Instructions to follow: Your response must be made up of each line in the data below that contains the string "Item".

Record extracts:
use crate::{days::DayOfWeek, subject::normalize_names};
use serde::{Deserialize, Serialize};
use std::{
    collections::BTreeSet,
    fmt::{Display, Formatter, Result as FmtResult},
};
use strum::IntoEnumIterator;

/// One occupied timetable cell
#[derive(Debug, Clone, PartialEq, Eq, Serialize, Deserialize)]
pub struct PeriodAssignment {
    /// Teachers sharing the period, unique and in selection order
    pub teachers: Vec<String>,
    pub subject_code: String,
    pub room: String,
}

impl PeriodAssignment {
    /// Creates an assignment, dropping blank and repeated teacher names
    pub fn new<I, S>(teachers: I, subject_code: impl Into<String>, room: impl Into<String>) -> Self
    where
        I: IntoIterator<Item = S>,
        S: AsRef<str>,
    {
        Self {
            teachers: normalize_names(teachers),
            subject_code: subject_code.into(),
            room: room.into().trim().to_string(),
        }
    }
}

/// Periods of one day, indexed from 0
pub type DaySchedule = Vec<Option<PeriodAssignment>>;

static EMPTY_SECTION: SectionTimetable = SectionTimetable::new();

/// The week of one section: day index to an optional row of periods
#[derive(Debug, Clone, Default, PartialEq, Eq, Serialize, Deserialize)]
#[serde(transparent)]
pub struct SectionTimetable {
    days: Vec<Option<DaySchedule>>,
}

impl SectionTimetable {
    pub const fn new() -> Self {
        Self { days: Vec::new() }
    }

    pub fn from_days(days: Vec<Option<DaySchedule>>) -> Self {
        Self { days }
    }

    pub fn days(&self) -> &[Option<DaySchedule>] {
        &self.days
    }

    /// Looks up a cell; unset and out-of-range indices are simply empty
    pub fn cell(&self, day: usize, period: usize) -> Option<&PeriodAssignment> {
        self.days.get(day)?.as_ref()?.get(period)?.as_ref()
    }

    /// Returns a copy with one cell replaced, growing rows as needed.
    ///
    /// `self` is left untouched. Passing `None` clears the cell.
    pub fn with_cell(
        &self,
        day: usize,
        period: usize,
        assignment: Option<PeriodAssignment>,
    ) -> Self {
        if assignment.is_none() && self.cell(day, period).is_none() {
            return self.clone();
        }

        let mut days = self.days.clone();
        if days.len() <= day {
            days.resize(day + 1, None);
        }

        let row = days[day].get_or_insert_with(Vec::new);
        if row.len() <= period {
            row.resize(period + 1, None);
        }
        row[period] = assignment;

        Self { days }
    }

    /// Every occupied cell as `(day, period, assignment)`
    pub fn assignments(&self) -> impl Iterator<Item = (usize, usize, &PeriodAssignment)> {
        self.days.iter().enumerate().flat_map(|(day, row)| {
            row.iter().flat_map(move |periods| {
                periods
                    .iter()
                    .enumerate()
                    .filter_map(move |(period, cell)| cell.as_ref().map(|a| (day, period, a)))
            })
        })
    }

    pub fn is_empty(&self) -> bool {
        self.assignments().next().is_none()
    }
}

/// All sections of all semesters, both indexed from 0
#[derive(Debug, Clone, Default, PartialEq, Eq, Serialize, Deserialize)]
#[serde(transparent)]
pub struct FullTimetable {
    semesters: Vec<Vec<SectionTimetable>>,
}

impl FullTimetable {
    pub fn new() -> Self {
        Self::default()
    }

    pub fn from_semesters(semesters: Vec<Vec<SectionTimetable>>) -> Self {
        Self { semesters }
    }

    pub fn semesters(&self) -> &[Vec<SectionTimetable>] {
        &self.semesters
    }

    pub fn section(&self, semester: usize, section: usize) -> Option<&SectionTimetable> {
        self.semesters.get(semester)?.get(section)
    }

    /// Like [`FullTimetable::section`], with an empty grid for absent sections
    pub fn section_or_empty(&self, semester: usize, section: usize) -> &SectionTimetable {
        self.section(semester, section).unwrap_or(&EMPTY_SECTION)
    }

    /// Returns a copy with one section replaced, growing as needed
    pub fn with_section(&self, semester: usize, section: usize, grid: SectionTimetable) -> Self {
        let mut semesters = self.semesters.clone();
        if semesters.len() <= semester {
            semesters.resize_with(semester + 1, Vec::new);
        }

        let sections = &mut semesters[semester];
        if sections.len() <= section {
            sections.resize_with(section + 1, SectionTimetable::new);
        }
        sections[section] = grid;

        Self { semesters }
    }

    /// Whether no section holds any assignment
    pub fn is_empty(&self) -> bool {
        self.semesters.iter().flatten().all(SectionTimetable::is_empty)
    }
}

/// Errors raised by the checked grid accessor
#[derive(Debug, Clone, PartialEq, Eq)]
pub enum GridError {
    UnknownSemester(usize),
    UnknownSection { semester: usize, section: usize },
    DayOutOfRange { day: usize, day_count: usize },
    PeriodOutOfRange { period: usize, period_count: usize },
    BreakPeriod { semester: usize, period: usize },
}

impl Display for GridError {
    fn fmt(&self, f: &mut Formatter<'_>) -> FmtResult {
        match self {
            Self::UnknownSemester(semester) => write!(f, "Semester {semester} is not configured"),
            Self::UnknownSection { semester, section } => {
                write!(f, "Section {section} is not configured for semester {semester}")
            }
            Self::DayOutOfRange { day, day_count } => {
                write!(f, "Day {day} is outside the {day_count}-day week")
            }
            Self::PeriodOutOfRange {
                period,
                period_count,
            } => write!(f, "Period {period} is outside the {period_count} periods"),
            Self::BreakPeriod { semester, period } => {
                write!(f, "Period {period} is a break in semester {semester}")
            }
        }
    }
}

impl std::error::Error for GridError {}

/// Layout of one semester's timetables
#[derive(Debug, Clone, PartialEq, Eq, Serialize, Deserialize)]
pub struct SemesterStructure {
    /// Periods per day, breaks included
    pub period_count: usize,
    pub day_count: usize,
    /// Periods that never hold a class
    pub break_periods: BTreeSet<usize>,
    pub section_count: usize,
}

impl SemesterStructure {
    pub fn new(period_count: usize, day_count: usize, section_count: usize) -> Self {
        Self {
            period_count,
            day_count,
            break_periods: BTreeSet::new(),
            section_count,
        }
    }

    pub fn with_breaks(mut self, breaks: impl IntoIterator<Item = usize>) -> Self {
        self.break_periods.extend(breaks);
        self
    }

    pub fn is_break(&self, period: usize) -> bool {
        self.break_periods.contains(&period)
    }
}

/// Per-semester layout of the whole college timetable
#[derive(Debug, Clone, PartialEq, Eq, Serialize, Deserialize)]
pub struct TimetableStructure {
    pub semesters: Vec<SemesterStructure>,
}

impl Default for TimetableStructure {
    /// Four semesters of two sections, nine periods over five days
    fn default() -> Self {
        let breaks: [&[usize]; 4] = [&[4, 5], &[5], &[5], &[5]];

        Self {
            semesters: breaks
                .iter()
                .map(|periods| SemesterStructure::new(9, 5, 2).with_breaks(periods.iter().copied()))
                .collect(),
        }
    }
}

impl TimetableStructure {
    pub fn new(semesters: Vec<SemesterStructure>) -> Self {
        Self { semesters }
    }

    pub fn semester(&self, semester: usize) -> Option<&SemesterStructure> {
        self.semesters.get(semester)
    }

    pub fn semester_count(&self) -> usize {
        self.semesters.len()
    }

    /// Break membership; unknown semesters have no breaks
    pub fn is_break(&self, semester: usize, period: usize) -> bool {
        self.semester(semester)
            .is_some_and(|layout| layout.is_break(period))
    }

    /// Column labels for the semester's days, e.g. `Mon`..`Fri`
    pub fn day_names(&self, semester: usize) -> Vec<&'static str> {
        let day_count = self.semester(semester).map_or(0, |layout| layout.day_count);

        DayOfWeek::iter()
            .take(day_count)
            .map(|day| day.short_name())
            .collect()
    }

    /// Checks that a section exists in the layout
    pub fn check_section(&self, semester: usize, section: usize) -> Result<(), GridError> {
        let layout = self
            .semester(semester)
            .ok_or(GridError::UnknownSemester(semester))?;

        if section >= layout.section_count {
            return Err(GridError::UnknownSection { semester, section });
        }

        Ok(())
    }

    /// Checks that a cell lies inside the layout and is not a break
    pub fn check_writable(&self, semester: usize, day: usize, period: usize) -> Result<(), GridError> {
        let layout = self
            .semester(semester)
            .ok_or(GridError::UnknownSemester(semester))?;

        if day >= layout.day_count {
            return Err(GridError::DayOutOfRange {
                day,
                day_count: layout.day_count,
            });
        }
        if period >= layout.period_count {
            return Err(GridError::PeriodOutOfRange {
                period,
                period_count: layout.period_count,
            });
        }
        if layout.is_break(period) {
            return Err(GridError::BreakPeriod { semester, period });
        }

        Ok(())
    }

    /// Checked copy-on-write update of one cell.
    ///
    /// Assignments may only land inside the semester's layout and never on a
    /// break period. Clearing a cell (`None`) is always allowed.
    pub fn set_cell(
        &self,
        semester: usize,
        grid: &SectionTimetable,
        day: usize,
        period: usize,
        assignment: Option<PeriodAssignment>,
    ) -> Result<SectionTimetable, GridError> {
        if assignment.is_some() {
            self.check_writable(semester, day, period)?;
        }

        Ok(grid.with_cell(day, period, assignment))
    }

    /// Finds every assignment in `grid` that breaks the semester's layout
    pub fn violations(&self, semester: usize, grid: &SectionTimetable) -> Vec<GridError> {
        grid.assignments()
            .filter_map(|(day, period, _)| self.check_writable(semester, day, period).err())
            .collect()
    }
}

Result for this exercise:
        I: IntoIterator<Item = S>,
    pub fn assignments(&self) -> impl Iterator<Item = (usize, usize, &PeriodAssignment)> {
    pub fn with_breaks(mut self, breaks: impl IntoIterator<Item = usize>) -> Self {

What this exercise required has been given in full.